BEGIN
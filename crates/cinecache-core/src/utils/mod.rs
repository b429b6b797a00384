//! Utility functions for display formatting.

pub mod format;

// Re-export commonly used functions at module level
pub use format::{format_date, format_year, pluralize, truncate_string};
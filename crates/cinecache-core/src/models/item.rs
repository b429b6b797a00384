//! Catalog items and paged query results.
//!
//! Field names follow the remote API's JSON so that the same types decode
//! API payloads and round-trip through the disk cache.

use serde::{Deserialize, Deserializer, Serialize};

/// Upper bound of the catalog's score scale.
pub const MAX_SCORE: f64 = 10.0;

/// Decode `null` or a missing field as the type's default.
pub(crate) fn null_as_default<'de, D, T>(deserializer: D) -> Result<T, D::Error>
where
    D: Deserializer<'de>,
    T: Default + Deserialize<'de>,
{
    Ok(Option::<T>::deserialize(deserializer)?.unwrap_or_default())
}

/// A category (genre) as listed by the catalog.
#[derive(Debug, Clone, PartialEq, Eq, Serialize, Deserialize)]
pub struct Category {
    pub id: u32,
    pub name: String,
}

/// Response of the category list endpoint.
#[derive(Debug, Clone, Default, Serialize, Deserialize)]
pub struct CategoryList {
    #[serde(rename = "genres", default)]
    pub categories: Vec<Category>,
}

impl CategoryList {
    pub fn name_of(&self, id: u32) -> Option<&str> {
        self.categories
            .iter()
            .find(|c| c.id == id)
            .map(|c| c.name.as_str())
    }
}

/// A catalog entity. `id` is the only identity key.
#[derive(Debug, Clone, Serialize, Deserialize)]
pub struct CatalogItem {
    pub id: u64,
    pub title: String,
    #[serde(default)]
    pub poster_path: Option<String>,
    #[serde(default)]
    pub backdrop_path: Option<String>,
    #[serde(default, deserialize_with = "null_as_default")]
    pub release_date: String,
    #[serde(default, deserialize_with = "null_as_default")]
    pub vote_average: f64,
    #[serde(default, deserialize_with = "null_as_default")]
    pub overview: String,
    /// Present on list results only.
    #[serde(rename = "genre_ids", default, skip_serializing_if = "Option::is_none")]
    pub category_ids: Option<Vec<u32>>,
    /// Present on detail results only.
    #[serde(rename = "genres", default, skip_serializing_if = "Option::is_none")]
    pub categories: Option<Vec<Category>>,
}

impl PartialEq for CatalogItem {
    fn eq(&self, other: &Self) -> bool {
        self.id == other.id
    }
}

impl Eq for CatalogItem {}

impl CatalogItem {
    /// Whether this item's list-shaped category ids include `category_id`.
    /// Items without `category_ids` never match.
    pub fn has_category(&self, category_id: u32) -> bool {
        self.category_ids
            .as_ref()
            .is_some_and(|ids| ids.contains(&category_id))
    }

    /// Four-digit release year, if the release date carries one.
    pub fn release_year(&self) -> Option<i32> {
        self.release_date.get(..4).and_then(|y| y.parse().ok())
    }

    /// Score rescaled to a five-point scale with one decimal, or "N/A".
    pub fn display_rating(&self) -> String {
        if self.vote_average > 0.0 {
            format!("{:.1}", self.vote_average / 2.0)
        } else {
            "N/A".to_string()
        }
    }

    /// Check the fields serde cannot: non-empty title and an in-range score.
    pub fn validate(&self) -> Result<(), String> {
        if self.title.trim().is_empty() {
            return Err(format!("item {} has an empty title", self.id));
        }
        if !self.vote_average.is_finite() || !(0.0..=MAX_SCORE).contains(&self.vote_average) {
            return Err(format!(
                "item {} has score {} outside 0-{}",
                self.id, self.vote_average, MAX_SCORE
            ));
        }
        Ok(())
    }
}

/// One page of a paged query.
#[derive(Debug, Clone, PartialEq, Serialize, Deserialize)]
#[serde(bound(deserialize = "T: Deserialize<'de>"))]
pub struct QueryResult<T> {
    pub page: u32,
    #[serde(rename = "results", default)]
    pub items: Vec<T>,
    #[serde(default)]
    pub total_pages: u32,
    #[serde(rename = "total_results", default)]
    pub total_items: u64,
}

impl<T> QueryResult<T> {
    /// The zero result of a query with nothing to ask for.
    pub fn empty() -> Self {
        Self {
            page: 0,
            items: Vec::new(),
            total_pages: 0,
            total_items: 0,
        }
    }

    pub fn is_empty(&self) -> bool {
        self.items.is_empty()
    }

    pub fn has_more(&self) -> bool {
        self.page < self.total_pages
    }
}

impl QueryResult<CatalogItem> {
    /// Validate the page bounds and every item on the page.
    pub fn validate(&self) -> Result<(), String> {
        if !self.items.is_empty() && (self.page == 0 || self.page > self.total_pages) {
            return Err(format!(
                "page {} is outside 1..={} for a non-empty result",
                self.page, self.total_pages
            ));
        }
        self.items.iter().try_for_each(CatalogItem::validate)
    }
}

#[cfg(test)]
mod tests {
    use super::*;

    fn item(id: u64, category_ids: Option<Vec<u32>>) -> CatalogItem {
        CatalogItem {
            id,
            title: format!("Movie {}", id),
            poster_path: None,
            backdrop_path: None,
            release_date: String::new(),
            vote_average: 0.0,
            overview: String::new(),
            category_ids,
            categories: None,
        }
    }

    #[test]
    fn test_parse_list_item() {
        let json = r#"{"id": 268, "title": "Batman", "poster_path": "/cij4dd21v2Rk2YtUQbV5kW69WB2.jpg", "backdrop_path": null, "release_date": "1989-06-21", "vote_average": 7.2, "overview": "Gotham.", "genre_ids": [14, 28]}"#;
        let item: CatalogItem = serde_json::from_str(json).expect("Failed to parse item JSON");
        assert_eq!(item.id, 268);
        assert_eq!(item.category_ids, Some(vec![14, 28]));
        assert!(item.categories.is_none());
        assert!(item.backdrop_path.is_none());
        assert_eq!(item.release_year(), Some(1989));
        assert_eq!(item.display_rating(), "3.6");
    }

    #[test]
    fn test_parse_page_without_results() {
        let page: QueryResult<CatalogItem> =
            serde_json::from_str(r#"{"page": 1}"#).expect("Failed to parse page JSON");
        assert!(page.is_empty());
        assert_eq!(page.total_pages, 0);

        let json = r#"{"page": 2, "results": [{"id": 5, "title": "Five"}], "total_pages": 3, "total_results": 41}"#;
        let page: QueryResult<CatalogItem> = serde_json::from_str(json).expect("Failed to parse page JSON");
        assert_eq!(page.items[0].id, 5);
        assert_eq!(page.total_items, 41);
        assert!(page.has_more());
    }

    #[test]
    fn test_parse_item_with_null_fields() {
        let json = r#"{"id": 1, "title": "Untitled", "release_date": null, "overview": null}"#;
        let item: CatalogItem = serde_json::from_str(json).expect("Failed to parse item JSON");
        assert_eq!(item.release_date, "");
        assert_eq!(item.overview, "");
        assert_eq!(item.vote_average, 0.0);
        assert_eq!(item.release_year(), None);
        assert_eq!(item.display_rating(), "N/A");
    }

    #[test]
    fn test_parse_item_without_id_fails() {
        let json = r#"{"title": "No id"}"#;
        assert!(serde_json::from_str::<CatalogItem>(json).is_err());
    }

    #[test]
    fn test_identity_is_id_only() {
        let mut a = item(7, Some(vec![1]));
        let b = item(7, None);
        a.title = "Stale title".to_string();
        assert_eq!(a, b);
        assert_ne!(item(7, None), item(8, None));
    }

    #[test]
    fn test_has_category_ignores_detail_shape() {
        let mut detail = item(1, None);
        detail.categories = Some(vec![Category { id: 18, name: "Drama".to_string() }]);
        assert!(!detail.has_category(18));

        let listed = item(2, Some(vec![18]));
        assert!(listed.has_category(18));
        assert!(!listed.has_category(35));
    }

    #[test]
    fn test_validate_rejects_bad_score() {
        let mut bad = item(1, None);
        bad.vote_average = 11.0;
        assert!(bad.validate().is_err());
        bad.vote_average = f64::NAN;
        assert!(bad.validate().is_err());
    }

    #[test]
    fn test_query_result_validate_page_bounds() {
        let mut result = QueryResult {
            page: 2,
            items: vec![item(1, None)],
            total_pages: 1,
            total_items: 1,
        };
        assert!(result.validate().is_err());
        result.page = 1;
        assert!(result.validate().is_ok());
        assert!(!result.has_more());

        let empty: QueryResult<CatalogItem> = QueryResult::empty();
        assert!(empty.validate().is_ok());
        assert_eq!(empty.page, 0);
        assert_eq!(empty.total_pages, 0);
    }

    #[test]
    fn test_category_list_name_of() {
        let list: CategoryList =
            serde_json::from_str(r#"{"genres": [{"id": 28, "name": "Action"}]}"#)
                .expect("Failed to parse genres JSON");
        assert_eq!(list.name_of(28), Some("Action"));
        assert_eq!(list.name_of(99), None);
    }
}
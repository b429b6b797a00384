use serde::Serialize;
use tracing::{debug, error, info, warn};

use crate::models::{CatalogItem, FavoriteItem, Preferences, ViewMode};
use crate::storage::{KeyValueStore, StorageError};

/// Record holding the JSON array of favorite snapshots
pub const FAVORITES_KEY: &str = "favorites";

/// Record holding the raw last search term
pub const LAST_SEARCH_KEY: &str = "lastSearch";

/// Record holding `grid` or `list`
pub const VIEW_MODE_KEY: &str = "viewMode";

/// Favorites and preferences, loaded once and written through on every
/// mutation.
///
/// Each mutator writes the new record first and only then updates memory,
/// so a failed write leaves both sides on the previous value.
pub struct UserState<S: KeyValueStore> {
    store: S,
    favorites: Vec<FavoriteItem>,
    preferences: Preferences,
}

impl<S: KeyValueStore> UserState<S> {
    /// Read all records from `store`.
    ///
    /// Missing records get their defaults. Unreadable or malformed records
    /// are logged and also get their defaults; one bad record does not
    /// reset the others.
    pub fn load(store: S) -> Self {
        let favorites = Self::load_favorites(&store);
        let last_search_term = Self::read_record(&store, LAST_SEARCH_KEY).unwrap_or_default();
        let view_mode = Self::read_record(&store, VIEW_MODE_KEY)
            .and_then(|raw| match raw.parse::<ViewMode>() {
                Ok(mode) => Some(mode),
                Err(reason) => {
                    warn!(record = VIEW_MODE_KEY, %reason, "Ignoring malformed record");
                    None
                }
            })
            .unwrap_or_default();

        info!(
            favorites = favorites.len(),
            view_mode = %view_mode,
            "User state loaded"
        );

        Self {
            store,
            favorites,
            preferences: Preferences {
                last_search_term,
                view_mode,
            },
        }
    }

    fn read_record(store: &S, key: &str) -> Option<String> {
        match store.get(key) {
            Ok(value) => value,
            Err(e) => {
                warn!(record = key, error = %e, "Failed to read record, using default");
                None
            }
        }
    }

    fn load_favorites(store: &S) -> Vec<FavoriteItem> {
        let Some(raw) = Self::read_record(store, FAVORITES_KEY) else {
            return Vec::new();
        };

        match serde_json::from_str::<Vec<FavoriteItem>>(&raw) {
            Ok(mut favorites) => {
                // Earlier writers could append the same id twice
                let mut seen = std::collections::HashSet::new();
                favorites.retain(|f| seen.insert(f.id));
                favorites
            }
            Err(e) => {
                let err = StorageError::Malformed {
                    key: FAVORITES_KEY.to_string(),
                    reason: e.to_string(),
                };
                warn!(error = %err, "Ignoring malformed favorites");
                Vec::new()
            }
        }
    }

    fn write<T: Serialize + ?Sized>(&mut self, key: &str, value: &T) -> Result<(), StorageError> {
        let encoded = serde_json::to_string(value).map_err(|source| StorageError::Encode {
            key: key.to_string(),
            source,
        })?;
        self.write_raw(key, &encoded)
    }

    fn write_raw(&mut self, key: &str, value: &str) -> Result<(), StorageError> {
        self.store.set(key, value).inspect_err(|e| {
            error!(record = key, error = %e, "Failed to persist record");
        })
    }

    // ===== Favorites =====

    pub fn favorites(&self) -> &[FavoriteItem] {
        &self.favorites
    }

    pub fn favorite_count(&self) -> usize {
        self.favorites.len()
    }

    pub fn is_favorite(&self, id: u64) -> bool {
        self.favorites.iter().any(|f| f.id == id)
    }

    /// Store a snapshot of `item`. Returns `Ok(false)` if it was already a
    /// favorite; the existing snapshot is kept as is.
    pub fn add_favorite(&mut self, item: &CatalogItem) -> Result<bool, StorageError> {
        if self.is_favorite(item.id) {
            return Ok(false);
        }

        let mut updated = self.favorites.clone();
        updated.push(FavoriteItem::from(item));
        self.write(FAVORITES_KEY, &updated)?;
        self.favorites = updated;
        debug!(id = item.id, "Favorite added");
        Ok(true)
    }

    /// Returns `Ok(false)` if `id` was not a favorite.
    pub fn remove_favorite(&mut self, id: u64) -> Result<bool, StorageError> {
        if !self.is_favorite(id) {
            return Ok(false);
        }

        let updated: Vec<FavoriteItem> = self
            .favorites
            .iter()
            .filter(|f| f.id != id)
            .cloned()
            .collect();
        self.write(FAVORITES_KEY, &updated)?;
        self.favorites = updated;
        debug!(id = id, "Favorite removed");
        Ok(true)
    }

    /// Add or remove `item`; returns whether it is a favorite afterwards.
    pub fn toggle_favorite(&mut self, item: &CatalogItem) -> Result<bool, StorageError> {
        if self.is_favorite(item.id) {
            self.remove_favorite(item.id)?;
            Ok(false)
        } else {
            self.add_favorite(item)?;
            Ok(true)
        }
    }

    // ===== Preferences =====

    pub fn preferences(&self) -> &Preferences {
        &self.preferences
    }

    pub fn last_search_term(&self) -> &str {
        &self.preferences.last_search_term
    }

    pub fn view_mode(&self) -> ViewMode {
        self.preferences.view_mode
    }

    pub fn set_last_search_term(&mut self, term: &str) -> Result<(), StorageError> {
        self.write_raw(LAST_SEARCH_KEY, term)?;
        self.preferences.last_search_term = term.to_string();
        Ok(())
    }

    pub fn set_view_mode(&mut self, mode: ViewMode) -> Result<(), StorageError> {
        self.write_raw(VIEW_MODE_KEY, mode.as_str())?;
        self.preferences.view_mode = mode;
        Ok(())
    }

    pub fn toggle_view_mode(&mut self) -> Result<ViewMode, StorageError> {
        let mode = self.preferences.view_mode.toggled();
        self.set_view_mode(mode)?;
        Ok(mode)
    }

    /// Hand back the underlying store.
    pub fn into_store(self) -> S {
        self.store
    }
}

// ============================================================================
// Tests
// ============================================================================
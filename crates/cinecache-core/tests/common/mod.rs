//! Shared fixtures for integration tests.

#![allow(dead_code)]

use std::collections::HashMap;
use std::sync::atomic::{AtomicUsize, Ordering};

use async_trait::async_trait;
use parking_lot::Mutex;
use tokio::sync::Semaphore;

use cinecache_core::models::{CatalogDetail, CatalogItem, Category, CategoryList, QueryResult};
use cinecache_core::{ApiError, CatalogSource};

pub fn item(id: u64, title: &str, category_ids: &[u32]) -> CatalogItem {
    CatalogItem {
        id,
        title: title.to_string(),
        poster_path: Some(format!("/{}.jpg", id)),
        backdrop_path: None,
        release_date: "2008-07-16".to_string(),
        vote_average: 7.0,
        overview: format!("Overview of {}", title),
        category_ids: Some(category_ids.to_vec()),
        categories: None,
    }
}

pub fn page(page: u32, total_pages: u32, items: Vec<CatalogItem>) -> QueryResult<CatalogItem> {
    QueryResult {
        page,
        items,
        total_pages,
        total_items: u64::from(total_pages) * 2,
    }
}

/// In-memory catalog that counts every call it receives.
pub struct FakeSource {
    pub trending: QueryResult<CatalogItem>,
    pub searches: HashMap<(String, u32), QueryResult<CatalogItem>>,
    pub trending_calls: AtomicUsize,
    pub search_calls: Mutex<Vec<(String, u32)>>,
    pub detail_calls: AtomicUsize,
    /// Remaining calls that fail with a server error
    pub failures_left: AtomicUsize,
    /// Every fetch waits for a permit; tests close it to hold fetches
    /// in flight.
    pub gate: Semaphore,
}

impl FakeSource {
    pub fn new() -> Self {
        Self {
            trending: page(1, 1, vec![item(1, "Trending One", &[28]), item(2, "Trending Two", &[18])]),
            searches: HashMap::new(),
            trending_calls: AtomicUsize::new(0),
            search_calls: Mutex::new(Vec::new()),
            detail_calls: AtomicUsize::new(0),
            failures_left: AtomicUsize::new(0),
            gate: Semaphore::new(Semaphore::MAX_PERMITS),
        }
    }

    /// A source whose fetches block until `gate.add_permits` is called.
    pub fn gated() -> Self {
        Self {
            gate: Semaphore::new(0),
            ..Self::new()
        }
    }

    pub fn with_search(mut self, term: &str, result: QueryResult<CatalogItem>) -> Self {
        self.searches.insert((term.to_string(), result.page), result);
        self
    }

    pub fn search_call_count(&self) -> usize {
        self.search_calls.lock().len()
    }

    async fn pass_gate(&self) -> Result<(), ApiError> {
        let _permit = self
            .gate
            .acquire()
            .await
            .map_err(|e| ApiError::NetworkError(e.to_string()))?;
        let failed = self
            .failures_left
            .fetch_update(Ordering::SeqCst, Ordering::SeqCst, |n| n.checked_sub(1))
            .is_ok();
        if failed {
            return Err(ApiError::ServerError("simulated outage".to_string()));
        }
        Ok(())
    }
}

#[async_trait]
impl CatalogSource for FakeSource {
    async fn fetch_trending(&self) -> Result<QueryResult<CatalogItem>, ApiError> {
        self.trending_calls.fetch_add(1, Ordering::SeqCst);
        self.pass_gate().await?;
        Ok(self.trending.clone())
    }

    async fn fetch_search(&self, term: &str, page: u32) -> Result<QueryResult<CatalogItem>, ApiError> {
        self.search_calls.lock().push((term.to_string(), page));
        if term.trim().is_empty() {
            return Ok(QueryResult::empty());
        }
        self.pass_gate().await?;
        Ok(self
            .searches
            .get(&(term.to_string(), page))
            .cloned()
            .unwrap_or_else(QueryResult::empty))
    }

    async fn fetch_detail(&self, id: u64) -> Result<CatalogDetail, ApiError> {
        self.detail_calls.fetch_add(1, Ordering::SeqCst);
        self.pass_gate().await?;
        let mut detail_item = item(id, &format!("Detail {}", id), &[]);
        detail_item.category_ids = None;
        detail_item.categories = Some(vec![Category { id: 18, name: "Drama".to_string() }]);
        Ok(CatalogDetail {
            item: detail_item,
            trailer: None,
            cast: Vec::new(),
        })
    }

    async fn fetch_categories(&self) -> Result<CategoryList, ApiError> {
        self.pass_gate().await?;
        Ok(CategoryList {
            categories: vec![
                Category { id: 18, name: "Drama".to_string() },
                Category { id: 28, name: "Action".to_string() },
            ],
        })
    }
}
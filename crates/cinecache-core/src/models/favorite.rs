//! Favorite snapshots.

use serde::{Deserialize, Serialize};

use super::item::CatalogItem;

/// The display fields of an item, copied at the moment it was favorited.
///
/// A snapshot is never refreshed from the live catalog.
#[derive(Debug, Clone, PartialEq, Serialize, Deserialize)]
pub struct FavoriteItem {
    pub id: u64,
    pub title: String,
    pub poster_path: Option<String>,
    pub backdrop_path: Option<String>,
    #[serde(default)]
    pub release_date: String,
    #[serde(default)]
    pub vote_average: f64,
    #[serde(default)]
    pub overview: String,
}

impl From<&CatalogItem> for FavoriteItem {
    fn from(item: &CatalogItem) -> Self {
        Self {
            id: item.id,
            title: item.title.clone(),
            poster_path: item.poster_path.clone(),
            backdrop_path: item.backdrop_path.clone(),
            release_date: item.release_date.clone(),
            vote_average: item.vote_average,
            overview: item.overview.clone(),
        }
    }
}

impl FavoriteItem {
    pub fn release_year(&self) -> Option<i32> {
        self.release_date.get(..4).and_then(|y| y.parse().ok())
    }
}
END
* GOAL OF THE EXERCISE *
Find every line above that includes the word "Ordering", then state how many there are and nothing more.

* TASK RESULT *
4